Toutes ces caractéristiques font qu'une place en réa est plus onéreuse qu'une autre.
Mais finasser sur le contenu de la perfusion nutritionnelle(je préfère ce terme à la » seringue au dessus du comateux » qui manque pour le moins ..d'élégance)qui remplacerait à l'identique le repas en terme « économique », est à mon sens totalement inutile et pour le moins mesquin.
à Ishtar
De Mal Lu
22H28 | 09/09/2009 |
Très cher ami,
Ne caricaturez pas ma réponse. Relisez votre intervention encadrée ou vous suggérez que, dans le coma pour 20 jours, ces 20 jours n'auraient pas dûs être sur le coup de la loi forfait hospitalier, sous le prétexte fallacieux que vous n'aviez pas mangé. Me renvoyer le baigneur parce que je l'ai un peu habillé, ce n'est pas très fairplay.

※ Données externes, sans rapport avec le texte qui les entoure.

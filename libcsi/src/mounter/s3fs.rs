//! `s3fs` backend.

use std::os::unix::fs::PermissionsExt;
use std::path::{Path, PathBuf};
use std::sync::Arc;

use async_trait::async_trait;
use tokio::io::AsyncWriteExt;
use tracing::{debug, instrument};

use super::{CommandRunner, CommandSpec, MountOptions, MountSource, Mounter, run_mount_tool};
use crate::config::S3Config;
use crate::error::CsiError;

pub const PROGRAM: &str = "s3fs";

/// File name of the s3fs password file inside the credentials directory.
pub const PASSWD_FILE: &str = ".passwd-s3fs";

const PASSWD_MODE: u32 = 0o600;

pub struct S3fsMounter {
    source: MountSource,
    config: S3Config,
    credentials_dir: PathBuf,
    options: MountOptions,
    runner: Arc<dyn CommandRunner>,
}

impl S3fsMounter {
    pub fn new(
        source: MountSource,
        config: S3Config,
        credentials_dir: PathBuf,
        options: MountOptions,
        runner: Arc<dyn CommandRunner>,
    ) -> Self {
        Self {
            source,
            config,
            credentials_dir,
            options,
            runner,
        }
    }

    pub fn passwd_path(&self) -> PathBuf {
        self.credentials_dir.join(PASSWD_FILE)
    }

    /// (Re)write the password file, owner read/write only.
    async fn write_passwd(&self) -> std::io::Result<PathBuf> {
        let path = self.passwd_path();
        tokio::fs::create_dir_all(&self.credentials_dir).await?;
        let mut file = tokio::fs::OpenOptions::new()
            .write(true)
            .create(true)
            .truncate(true)
            .mode(PASSWD_MODE)
            .open(&path)
            .await?;
        file.write_all(
            format!(
                "{}:{}",
                self.config.access_key_id, self.config.secret_access_key
            )
            .as_bytes(),
        )
        .await?;
        file.flush().await?;
        // `mode` only applies on creation; an older file may be wider.
        tokio::fs::set_permissions(&path, std::fs::Permissions::from_mode(PASSWD_MODE)).await?;
        Ok(path)
    }

    fn command(&self, target: &Path, passwd: &Path) -> CommandSpec {
        let mut options = vec![
            format!("passwd_file={}", passwd.display()),
            "use_path_request_style".to_owned(),
        ];
        if !self.config.endpoint.is_empty() {
            options.push(format!("url={}", self.config.endpoint));
        }
        if !self.config.region.is_empty() {
            options.push(format!("endpoint={}", self.config.region));
        }
        options.push("allow_other".to_owned());
        options.push("mp_umask=000".to_owned());
        if self.options.read_only {
            options.push("ro".to_owned());
        }
        options.extend(self.options.flags.iter().cloned());

        options.into_iter().fold(
            CommandSpec::new(PROGRAM)
                .arg(format!("{}:/{}", self.source.bucket, self.source.prefix))
                .arg(target.display().to_string()),
            |cmd, option| cmd.arg("-o").arg(option),
        )
    }
}

#[async_trait]
impl Mounter for S3fsMounter {
    async fn stage(&self, staging: &Path) -> Result<(), CsiError> {
        debug!(path = %staging.display(), "s3fs needs no staging");
        Ok(())
    }

    async fn unstage(&self, _staging: &Path) -> Result<(), CsiError> {
        Ok(())
    }

    #[instrument(skip(self), fields(bucket = %self.source.bucket))]
    async fn mount(&self, _source: &Path, target: &Path) -> Result<(), CsiError> {
        let passwd = self
            .write_passwd()
            .await
            .map_err(|e| CsiError::MountFailed {
                path: target.display().to_string(),
                reason: format!("write {}: {e}", self.passwd_path().display()),
            })?;
        let cmd = self.command(target, &passwd);
        run_mount_tool(self.runner.as_ref(), &cmd, target).await
    }
}
//! In-process object store.
//!
//! [`MemoryGateway`] keeps buckets in memory and shares its state across
//! clones, so every gateway handed out by a [`MemoryConnector`] sees the same
//! store.  It also counts calls and can inject failures, which the service
//! tests rely on.

use std::collections::{BTreeMap, HashSet};
use std::sync::Arc;
use std::sync::atomic::{AtomicUsize, Ordering};

use async_trait::async_trait;
use bytes::Bytes;
use dashmap::DashMap;
use dashmap::mapref::entry::Entry;
use parking_lot::Mutex;

use super::{GatewayConnector, ObjectPage, ObjectStoreGateway};
use crate::config::S3Config;
use crate::error::{DeleteFailure, StoreError};

const DEFAULT_PAGE_SIZE: usize = 1000;

#[derive(Debug, Clone)]
struct StoredObject {
    body: Bytes,
    content_type: String,
}

type Bucket = BTreeMap<String, StoredObject>;

#[derive(Debug)]
struct Inner {
    buckets: DashMap<String, Bucket>,
    page_size: usize,
    fail_delete: Mutex<HashSet<String>>,
    /// Number of listing pages served before listing starts failing.
    list_budget: AtomicUsize,
    buckets_created: AtomicUsize,
    delete_batches: AtomicUsize,
}

/// Shared in-memory object store.
#[derive(Debug, Clone)]
pub struct MemoryGateway {
    inner: Arc<Inner>,
}

impl Default for MemoryGateway {
    fn default() -> Self {
        Self::with_page_size(DEFAULT_PAGE_SIZE)
    }
}

impl MemoryGateway {
    /// A store that returns at most `page_size` keys per listing page.
    pub fn with_page_size(page_size: usize) -> Self {
        Self {
            inner: Arc::new(Inner {
                buckets: DashMap::new(),
                page_size: page_size.max(1),
                fail_delete: Mutex::new(HashSet::new()),
                list_budget: AtomicUsize::new(usize::MAX),
                buckets_created: AtomicUsize::new(0),
                delete_batches: AtomicUsize::new(0),
            }),
        }
    }

    /// Make deletion of `key` fail in every bucket.
    pub fn fail_delete_of(&self, key: &str) {
        self.inner.fail_delete.lock().insert(key.to_owned());
    }

    /// Serve `pages` listing pages, then fail every listing request.
    pub fn fail_listing_after(&self, pages: usize) {
        self.inner.list_budget.store(pages, Ordering::SeqCst);
    }

    /// Number of successful `create_bucket` calls.
    pub fn buckets_created(&self) -> usize {
        self.inner.buckets_created.load(Ordering::SeqCst)
    }

    /// Number of `delete_objects` calls.
    pub fn delete_batches(&self) -> usize {
        self.inner.delete_batches.load(Ordering::SeqCst)
    }

    /// Sorted keys currently stored in `bucket`.
    pub fn object_keys(&self, bucket: &str) -> Vec<String> {
        self.inner
            .buckets
            .get(bucket)
            .map(|b| b.keys().cloned().collect())
            .unwrap_or_default()
    }

    /// Content type recorded for an object.
    pub fn content_type(&self, bucket: &str, key: &str) -> Option<String> {
        self.inner
            .buckets
            .get(bucket)
            .and_then(|b| b.get(key).map(|o| o.content_type.clone()))
    }

    fn no_such_bucket(bucket: &str) -> StoreError {
        StoreError::NoSuchBucket(bucket.to_owned())
    }
}

#[async_trait]
impl ObjectStoreGateway for MemoryGateway {
    async fn bucket_exists(&self, bucket: &str) -> Result<bool, StoreError> {
        Ok(self.inner.buckets.contains_key(bucket))
    }

    async fn create_bucket(&self, bucket: &str) -> Result<(), StoreError> {
        match self.inner.buckets.entry(bucket.to_owned()) {
            Entry::Occupied(_) => Err(StoreError::BucketAlreadyExists(bucket.to_owned())),
            Entry::Vacant(slot) => {
                slot.insert(Bucket::new());
                self.inner.buckets_created.fetch_add(1, Ordering::SeqCst);
                Ok(())
            }
        }
    }

    async fn delete_bucket(&self, bucket: &str) -> Result<(), StoreError> {
        let removed = self
            .inner
            .buckets
            .remove_if(bucket, |_, objects| objects.is_empty());
        if removed.is_some() {
            return Ok(());
        }
        if self.inner.buckets.contains_key(bucket) {
            Err(StoreError::request("delete_bucket", bucket, "BucketNotEmpty"))
        } else {
            Err(Self::no_such_bucket(bucket))
        }
    }

    async fn put_object(
        &self,
        bucket: &str,
        key: &str,
        body: Bytes,
        content_type: &str,
    ) -> Result<(), StoreError> {
        let mut objects = self
            .inner
            .buckets
            .get_mut(bucket)
            .ok_or_else(|| Self::no_such_bucket(bucket))?;
        objects.insert(
            key.to_owned(),
            StoredObject {
                body,
                content_type: content_type.to_owned(),
            },
        );
        Ok(())
    }

    async fn get_object(&self, bucket: &str, key: &str) -> Result<Bytes, StoreError> {
        let objects = self
            .inner
            .buckets
            .get(bucket)
            .ok_or_else(|| Self::no_such_bucket(bucket))?;
        objects
            .get(key)
            .map(|o| o.body.clone())
            .ok_or_else(|| StoreError::ObjectNotFound {
                bucket: bucket.to_owned(),
                key: key.to_owned(),
            })
    }

    async fn object_exists(&self, bucket: &str, key: &str) -> Result<bool, StoreError> {
        let objects = self
            .inner
            .buckets
            .get(bucket)
            .ok_or_else(|| Self::no_such_bucket(bucket))?;
        Ok(objects.contains_key(key))
    }

    async fn list_objects_page(
        &self,
        bucket: &str,
        token: Option<String>,
    ) -> Result<ObjectPage, StoreError> {
        let budget = self.inner.list_budget.load(Ordering::SeqCst);
        if budget == 0 {
            return Err(StoreError::request("list_objects", bucket, "InternalError"));
        }
        if budget != usize::MAX {
            self.inner.list_budget.fetch_sub(1, Ordering::SeqCst);
        }

        let objects = self
            .inner
            .buckets
            .get(bucket)
            .ok_or_else(|| Self::no_such_bucket(bucket))?;

        // The token is the last key of the previous page.
        let mut keys: Vec<String> = match &token {
            Some(after) => objects
                .range::<String, _>((
                    std::ops::Bound::Excluded(after),
                    std::ops::Bound::Unbounded,
                ))
                .map(|(k, _)| k.clone())
                .take(self.inner.page_size + 1)
                .collect(),
            None => objects
                .keys()
                .take(self.inner.page_size + 1)
                .cloned()
                .collect(),
        };
        let next = if keys.len() > self.inner.page_size {
            keys.truncate(self.inner.page_size);
            keys.last().cloned()
        } else {
            None
        };
        Ok(ObjectPage { keys, next })
    }

    async fn delete_objects(
        &self,
        bucket: &str,
        keys: Vec<String>,
    ) -> Result<Vec<DeleteFailure>, StoreError> {
        self.inner.delete_batches.fetch_add(1, Ordering::SeqCst);
        let fail_delete = self.inner.fail_delete.lock().clone();
        let mut objects = self
            .inner
            .buckets
            .get_mut(bucket)
            .ok_or_else(|| Self::no_such_bucket(bucket))?;

        let mut failures = Vec::new();
        for key in keys {
            if fail_delete.contains(&key) {
                failures.push(DeleteFailure {
                    key,
                    reason: "AccessDenied".to_owned(),
                });
                continue;
            }
            objects.remove(&key);
        }
        Ok(failures)
    }
}

/// Hands out handles to one shared [`MemoryGateway`].
#[derive(Debug, Clone, Default)]
pub struct MemoryConnector {
    gateway: MemoryGateway,
    connects: Arc<AtomicUsize>,
}

impl MemoryConnector {
    pub fn new(gateway: MemoryGateway) -> Self {
        Self {
            gateway,
            connects: Arc::new(AtomicUsize::new(0)),
        }
    }

    pub fn gateway(&self) -> &MemoryGateway {
        &self.gateway
    }

    /// Number of gateways built so far.
    pub fn connects(&self) -> usize {
        self.connects.load(Ordering::SeqCst)
    }
}

impl GatewayConnector for MemoryConnector {
    fn connect(&self, config: &S3Config) -> Result<Arc<dyn ObjectStoreGateway>, StoreError> {
        config.validate()?;
        self.connects.fetch_add(1, Ordering::SeqCst);
        Ok(Arc::new(self.gateway.clone()))
    }
}

#[cfg(test)]
mod tests {
    use super::*;

    #[tokio::test]
    async fn create_is_not_idempotent() {
        let gw = MemoryGateway::default();
        gw.create_bucket("b1").await.unwrap();
        let err = gw.create_bucket("b1").await.unwrap_err();
        assert!(matches!(err, StoreError::BucketAlreadyExists(_)));
        assert_eq!(gw.buckets_created(), 1);
    }

    #[tokio::test]
    async fn pages_cover_all_keys_once() {
        let gw = MemoryGateway::with_page_size(3);
        gw.create_bucket("b1").await.unwrap();
        for key in ["a", "b", "c", "d", "e", "f", "g"] {
            gw.put_object("b1", key, Bytes::new(), "").await.unwrap();
        }

        let mut seen = Vec::new();
        let mut token = None;
        loop {
            let page = gw.list_objects_page("b1", token).await.unwrap();
            seen.extend(page.keys);
            match page.next {
                Some(next) => token = Some(next),
                None => break,
            }
        }
        assert_eq!(seen, ["a", "b", "c", "d", "e", "f", "g"]);
    }

    #[tokio::test]
    async fn non_empty_bucket_cannot_be_deleted() {
        let gw = MemoryGateway::default();
        gw.create_bucket("b1").await.unwrap();
        gw.put_object("b1", "k", Bytes::from_static(b"v"), "text/plain")
            .await
            .unwrap();
        assert!(gw.delete_bucket("b1").await.is_err());
        assert!(gw.bucket_exists("b1").await.unwrap());
    }

    #[tokio::test]
    async fn get_missing_object() {
        let gw = MemoryGateway::default();
        gw.create_bucket("b1").await.unwrap();
        let err = gw.get_object("b1", "metadata.json").await.unwrap_err();
        assert!(matches!(err, StoreError::ObjectNotFound { .. }));
        assert!(!gw.object_exists("b1", "metadata.json").await.unwrap());
    }

    #[test]
    fn connector_shares_state_and_validates() {
        let connector = MemoryConnector::default();
        let cfg = S3Config::default();
        connector.connect(&cfg).unwrap();
        connector.connect(&cfg).unwrap();
        assert_eq!(connector.connects(), 2);

        let bad = S3Config {
            endpoint: "::not-a-url".into(),
            ..Default::default()
        };
        assert!(connector.connect(&bad).is_err());
    }
}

Ensuite, vous laissez supposer que la gouvernance hospitalière fait du « vol au rendez-moi » (le nom de cet agissement) pour un patient qui entre en ambulatoire un soir à 17H, … jeûne, car opéré le lendemain matin, ne déjeune pas le midi de l'opération, car dans le coltar, dîne le soir et quitte sa chambre le lendemain après les soins (12h). Ce patient (SS et mutuelle) ne devraient n'avoir à régler qu'une journée ?
Louez un véhicule dans des conditions identiques … et vous règlerez bien 3 jours (1 journée + 6h de dépassement la veille + 6H de dépassement le lendemain).
Quand au terme incriminé, c'est une réponse… à une réponse d'un riverain qui faisait semblant de ne pas NOUS comprendre.Ce n'était qu'une image, une expression. je respecte assez le personnels hospitaliers et le travail qu'il nous prodiguent pour ne pas « finasser (comme vous le dites) sur des considérations financières (ce que vous faisiez dans votre encadré ais-je compris).
Sans rancune aucune. Cordialement
De zenobie79
citoyenne | 22H31 | 07/09/2009 |
Il me semble bien que Woerth se trompe en donnant 1983 comme date d'instauration du forfait hospitalier : en effet, à cette époque, les hôpitaux étaient encore rémunérés au prix de journée. Le budget global n'a été mis en oeuvre qu'en 1984 et le forfait hospitalier n'est apparu que fin des années 80 ou tout début des années 90. Pas le temps de faire de plus amples recherches ce soir mais je suis presque certaine de ce que j'avance.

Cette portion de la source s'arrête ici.